Danach brachte das Jugendblasorchester mit 'Jurrasic Park' die Titelmelodie des bekannten Films überzeugend zu Gehör.

Nach dem Jugendblasorchester meldete sich das große Orchester der Stadtkapelle mit dem fröhlichen Walzer 'Münchner Kindl' zurück.
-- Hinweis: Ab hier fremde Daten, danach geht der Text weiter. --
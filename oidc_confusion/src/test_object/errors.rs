use thiserror::Error;

use crate::utils::UtilError;

#[derive(Debug, Error, Clone)]
pub enum TestObjectError {
    #[error("Test object not found: {0}")]
    NotFound(String),

    #[error("No step named '{step}' in {plan}")]
    NoSuchStep { plan: String, step: String },

    #[error("Test object {test_id} is not a {expected} test")]
    WrongKind {
        test_id: String,
        expected: &'static str,
    },

    #[error("Utils error: {0}")]
    Utils(#[from] UtilError),
}
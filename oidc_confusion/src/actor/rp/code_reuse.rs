use async_trait::async_trait;

use crate::actor::errors::ActorError;
use crate::context::keys::STORED_AUTH_CODE;
use crate::context::keys::params::{FORCE_NO_REDEEM_AUTH_CODE, TOKEN_RECEIVAL_FAILS_TEST};
use crate::verdict::Verdict;

use super::server::{AuthResponse, RpScenario, RpServer, matching_user};

/// Keeps the first authorization code it receives and tries to redeem it
/// again on the next callback.
pub struct CodeReuseRp;

#[async_trait]
impl RpScenario for CodeReuseRp {
    async fn evaluate(&self, rp: &RpServer, response: &AuthResponse) -> Result<Verdict, ActorError> {
        let env = rp.env();
        if response.is_error() {
            env.logger
                .log("Authentication failed, the code reuse check cannot run.");
            return Ok(Verdict::Undetermined);
        }

        let Some(stored) = env.step.get(STORED_AUTH_CODE) else {
            let Some(code) = response.code() else {
                env.logger.log("No authorization code received.");
                return Ok(Verdict::Undetermined);
            };
            env.step.insert(STORED_AUTH_CODE, code.to_string());
            if !env.params.bool(FORCE_NO_REDEEM_AUTH_CODE) && rp.redeem_code(code).await?.is_none() {
                return Ok(Verdict::Undetermined);
            }
            return Ok(Verdict::Pass);
        };

        env.logger
            .log(format!("Redeeming the stored code '{stored}' a second time."));
        let Some(tokens) = rp.redeem_code(&stored).await? else {
            env.logger.log("The OP rejected the reused code.");
            return Ok(Verdict::Pass);
        };
        if env.params.bool(TOKEN_RECEIVAL_FAILS_TEST) {
            env.logger.log("Tokens were issued for a reused code.");
            return Ok(Verdict::Fail);
        }

        let config = env.op_config()?;
        let userinfo = rp.request_userinfo(&tokens.access_token).await?;
        let user = userinfo
            .as_ref()
            .and_then(|info| matching_user(info, &[&config.user1_name, &config.user2_name]));
        match user {
            Some(user) if user == config.user1_name => {
                env.logger
                    .log("Reused code yields the first user's identity.");
                Ok(Verdict::Fail)
            }
            _ => Ok(Verdict::Pass),
        }
    }
}
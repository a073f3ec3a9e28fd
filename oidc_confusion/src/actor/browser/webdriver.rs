//! Minimal W3C WebDriver client.
//! https://www.w3.org/TR/webdriver2/

use std::time::Duration;

use async_trait::async_trait;
use base64::{Engine as _, engine::general_purpose::STANDARD};
use serde_json::{Value, json};

use crate::actor::errors::ActorError;

use super::driver::{BrowserCookie, BrowserDriver, DriverFactory};

/// Opens headless sessions at a WebDriver endpoint such as chromedriver.
pub struct WebDriverFactory {
    endpoint: String,
    client: reqwest::Client,
}

impl WebDriverFactory {
    pub fn new(endpoint: &str, timeout: Duration) -> Result<Self, ActorError> {
        let client = reqwest::Client::builder().timeout(timeout).build()?;
        Ok(Self {
            endpoint: endpoint.trim_end_matches('/').to_string(),
            client,
        })
    }

    fn capabilities() -> Value {
        json!({
            "capabilities": {
                "alwaysMatch": {
                    "browserName": "chrome",
                    "acceptInsecureCerts": true,
                    "goog:chromeOptions": {
                        "args": [
                            "headless",
                            "no-sandbox",
                            "disable-gpu",
                            "window-size=1024x768",
                            "disable-local-storage"
                        ]
                    }
                }
            }
        })
    }
}

#[async_trait]
impl DriverFactory for WebDriverFactory {
    async fn create(&self) -> Result<Box<dyn BrowserDriver>, ActorError> {
        let url = format!("{}/session", self.endpoint);
        let response = self
            .client
            .post(&url)
            .json(&Self::capabilities())
            .send()
            .await?;
        let value = unwrap_value(response).await?;
        let session_id = value
            .get("sessionId")
            .and_then(Value::as_str)
            .ok_or_else(|| ActorError::Browser("WebDriver returned no session id".to_string()))?;
        tracing::debug!("Opened WebDriver session {}", session_id);

        Ok(Box::new(WebDriverSession {
            base: format!("{}/session/{}", self.endpoint, session_id),
            client: self.client.clone(),
        }))
    }
}

struct WebDriverSession {
    base: String,
    client: reqwest::Client,
}

impl WebDriverSession {
    async fn get(&self, command: &str) -> Result<Value, ActorError> {
        let response = self
            .client
            .get(format!("{}{}", self.base, command))
            .send()
            .await?;
        unwrap_value(response).await
    }

    async fn post(&self, command: &str, body: Value) -> Result<Value, ActorError> {
        let response = self
            .client
            .post(format!("{}{}", self.base, command))
            .json(&body)
            .send()
            .await?;
        unwrap_value(response).await
    }

    async fn delete(&self, command: &str) -> Result<Value, ActorError> {
        let response = self
            .client
            .delete(format!("{}{}", self.base, command))
            .send()
            .await?;
        unwrap_value(response).await
    }
}

/// The `value` member of a WebDriver response, or its error.
async fn unwrap_value(response: reqwest::Response) -> Result<Value, ActorError> {
    let status = response.status();
    let mut body: Value = response.json().await?;
    let value = body.get_mut("value").map(Value::take).unwrap_or(Value::Null);
    if status.is_success() {
        return Ok(value);
    }
    let error = value
        .get("error")
        .and_then(Value::as_str)
        .unwrap_or("unknown error");
    let message = value.get("message").and_then(Value::as_str).unwrap_or("");
    Err(ActorError::Browser(format!("{status} {error}: {message}")))
}

fn string_value(value: Value) -> Result<String, ActorError> {
    match value {
        Value::String(s) => Ok(s),
        other => Err(ActorError::Browser(format!(
            "Expected string from WebDriver, got {other}"
        ))),
    }
}

#[async_trait]
impl BrowserDriver for WebDriverSession {
    async fn open(&self, url: &str) -> Result<(), ActorError> {
        self.post("/url", json!({ "url": url })).await?;
        Ok(())
    }

    async fn execute_script(&self, script: &str) -> Result<Value, ActorError> {
        self.post("/execute/sync", json!({ "script": script, "args": [] }))
            .await
    }

    async fn current_url(&self) -> Result<String, ActorError> {
        string_value(self.get("/url").await?)
    }

    async fn page_source(&self) -> Result<String, ActorError> {
        string_value(self.get("/source").await?)
    }

    async fn screenshot(&self) -> Result<Vec<u8>, ActorError> {
        let encoded = string_value(self.get("/screenshot").await?)?;
        STANDARD
            .decode(encoded)
            .map_err(|e| ActorError::Browser(format!("Invalid screenshot data: {e}")))
    }

    async fn cookies(&self) -> Result<Vec<BrowserCookie>, ActorError> {
        Ok(serde_json::from_value(self.get("/cookie").await?)?)
    }

    async fn set_cookies(&self, cookies: &[BrowserCookie]) -> Result<(), ActorError> {
        self.delete("/cookie").await?;
        for cookie in cookies {
            self.post("/cookie", json!({ "cookie": cookie })).await?;
        }
        Ok(())
    }

    async fn quit(&self) -> Result<(), ActorError> {
        self.delete("").await?;
        Ok(())
    }
}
Als gehörte es zur Dramaturgie, verfinsterte sich der Horizont über dem Germeringer See beim Stück 'Mars' aus den 'Planeten' von Gustav Holst, das den Kriegsgott musikalisch beschreibt. Mit der berühmten 'West Side Story' zeigte die Stadtkapelle eine gelungene musikalische Zusammenfassung des Erfolgs-Musicals. Zum Schluss des Konzertprogramms griff die Stadtkapelle mit 'Carioca' tief in die Schatzkiste der Latin-Musik. Dabei wurden auch die Zuschauer mit ins Stück eingebaut, Julio Miron leitete sie an, klatschend einen wichtigen Rhytmus für die Solopassagen des Stücks zu übernehmen.

Mit diesesm Stück und großem Beifall war die gelungene Serenade '99 beendet, und Wetter gestattete gerade noch als Zugabe den 'Tiger Rag' bevor es stark zu regnen begann.